*Problem*. Show all lines containing "SessionServices" from the data below.

*Dataset records*.
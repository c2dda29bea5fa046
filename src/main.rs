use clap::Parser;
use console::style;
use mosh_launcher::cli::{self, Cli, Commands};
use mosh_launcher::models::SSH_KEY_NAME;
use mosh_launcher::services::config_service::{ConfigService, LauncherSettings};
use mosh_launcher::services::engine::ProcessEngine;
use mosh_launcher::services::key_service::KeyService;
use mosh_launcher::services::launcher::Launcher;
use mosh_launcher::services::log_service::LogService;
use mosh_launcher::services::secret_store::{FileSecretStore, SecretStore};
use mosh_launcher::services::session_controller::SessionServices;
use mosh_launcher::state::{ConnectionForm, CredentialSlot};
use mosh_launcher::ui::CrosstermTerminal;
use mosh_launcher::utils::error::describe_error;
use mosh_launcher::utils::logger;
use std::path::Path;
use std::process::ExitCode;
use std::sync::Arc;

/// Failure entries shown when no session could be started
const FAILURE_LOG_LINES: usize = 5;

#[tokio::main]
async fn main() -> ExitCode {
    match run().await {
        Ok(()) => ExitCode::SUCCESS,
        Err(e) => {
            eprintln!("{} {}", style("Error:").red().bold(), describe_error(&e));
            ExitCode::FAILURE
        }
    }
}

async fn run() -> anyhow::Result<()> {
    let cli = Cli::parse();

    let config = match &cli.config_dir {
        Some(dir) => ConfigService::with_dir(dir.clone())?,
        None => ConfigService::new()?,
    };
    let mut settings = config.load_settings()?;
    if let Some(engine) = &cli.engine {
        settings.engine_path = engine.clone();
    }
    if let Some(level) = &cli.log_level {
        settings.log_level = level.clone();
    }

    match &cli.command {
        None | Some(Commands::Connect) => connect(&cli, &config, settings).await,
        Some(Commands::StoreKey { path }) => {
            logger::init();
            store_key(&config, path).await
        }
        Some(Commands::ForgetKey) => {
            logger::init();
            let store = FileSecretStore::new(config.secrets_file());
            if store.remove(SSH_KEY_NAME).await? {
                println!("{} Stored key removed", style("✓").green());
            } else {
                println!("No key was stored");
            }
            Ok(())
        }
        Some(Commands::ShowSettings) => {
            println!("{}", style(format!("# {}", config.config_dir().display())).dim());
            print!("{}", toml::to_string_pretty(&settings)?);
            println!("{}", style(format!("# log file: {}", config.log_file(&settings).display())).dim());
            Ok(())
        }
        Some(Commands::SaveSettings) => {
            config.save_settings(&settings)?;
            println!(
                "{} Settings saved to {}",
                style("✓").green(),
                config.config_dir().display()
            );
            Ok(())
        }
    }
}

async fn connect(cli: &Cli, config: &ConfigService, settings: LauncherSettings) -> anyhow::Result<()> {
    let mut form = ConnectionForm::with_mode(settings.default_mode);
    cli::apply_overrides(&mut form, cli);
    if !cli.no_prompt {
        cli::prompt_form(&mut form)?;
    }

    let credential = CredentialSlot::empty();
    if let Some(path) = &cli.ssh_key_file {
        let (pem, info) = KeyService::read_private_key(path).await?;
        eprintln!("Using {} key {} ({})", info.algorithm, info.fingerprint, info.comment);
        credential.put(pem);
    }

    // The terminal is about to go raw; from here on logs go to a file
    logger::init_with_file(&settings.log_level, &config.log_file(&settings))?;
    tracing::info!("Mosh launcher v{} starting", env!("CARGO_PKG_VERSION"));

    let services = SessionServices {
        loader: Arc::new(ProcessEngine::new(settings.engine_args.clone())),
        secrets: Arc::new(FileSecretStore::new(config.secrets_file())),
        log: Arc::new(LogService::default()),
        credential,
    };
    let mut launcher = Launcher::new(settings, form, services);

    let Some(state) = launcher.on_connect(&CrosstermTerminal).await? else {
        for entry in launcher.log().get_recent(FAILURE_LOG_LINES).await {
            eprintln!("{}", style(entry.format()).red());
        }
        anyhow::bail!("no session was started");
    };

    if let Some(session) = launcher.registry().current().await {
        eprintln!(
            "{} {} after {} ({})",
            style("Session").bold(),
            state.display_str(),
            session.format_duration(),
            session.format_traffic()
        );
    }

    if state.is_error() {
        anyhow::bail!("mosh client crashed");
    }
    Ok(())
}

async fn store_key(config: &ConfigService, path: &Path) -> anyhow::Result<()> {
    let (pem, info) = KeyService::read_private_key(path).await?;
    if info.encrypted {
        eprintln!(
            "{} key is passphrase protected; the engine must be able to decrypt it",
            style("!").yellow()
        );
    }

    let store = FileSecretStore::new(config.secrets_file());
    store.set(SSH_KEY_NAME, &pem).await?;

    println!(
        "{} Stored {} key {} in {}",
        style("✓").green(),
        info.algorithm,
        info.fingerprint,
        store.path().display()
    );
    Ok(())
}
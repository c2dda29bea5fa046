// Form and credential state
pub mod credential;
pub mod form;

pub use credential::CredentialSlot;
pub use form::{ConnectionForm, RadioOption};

*Response area*.
use mosh_launcher::services::session_controller::SessionServices;
    let services = SessionServices {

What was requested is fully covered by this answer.